- [The problem]
All the records below must be returned exactly as they stand.

- [Entries supplied]
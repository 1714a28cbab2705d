//! Cloud sync: wire protocol, HTTP transport, orchestration and the
//! background auto-sync queue.

pub mod auto;
pub mod client;
pub mod error;
pub mod merge;
pub mod orchestrator;
pub mod wire;

pub use auto::{AutoSync, AutoSyncJob, AutoSyncStats, Enqueue};
pub use client::{BidirectionalOutcome, SyncClient, SyncTransport};
pub use error::{SyncError, SyncFailure, SyncOutcome};
pub use merge::{resolve, MergeReport, Resolution};
pub use orchestrator::{
    AlwaysOnline, Connectivity, MergeSyncReport, OnlineFlag, PullReport, PushReport,
    SyncOrchestrator, SyncPhase, SyncState, SyncStats,
};
pub use wire::{
    DeleteResponse, PullResponse, PushError, PushRequest, PushResponse, PushResults, SyncRecord,
};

- [Response to the exercise]
repository 1714a28cbab2705d
//! Cloud sync: wire protocol, HTTP transport, orchestration and the
//! background auto-sync queue.

pub mod auto;
pub mod client;
pub mod error;
pub mod merge;
pub mod orchestrator;
pub mod wire;

pub use auto::{AutoSync, AutoSyncJob, AutoSyncStats, Enqueue};
pub use client::{BidirectionalOutcome, SyncClient, SyncTransport};
pub use error::{SyncError, SyncFailure, SyncOutcome};
pub use merge::{resolve, MergeReport, Resolution};
pub use orchestrator::{
    AlwaysOnline, Connectivity, MergeSyncReport, OnlineFlag, PullReport, PushReport,
    SyncOrchestrator, SyncPhase, SyncState, SyncStats,
};
pub use wire::{
    DeleteResponse, PullResponse, PushError, PushRequest, PushResponse, PushResults, SyncRecord,
};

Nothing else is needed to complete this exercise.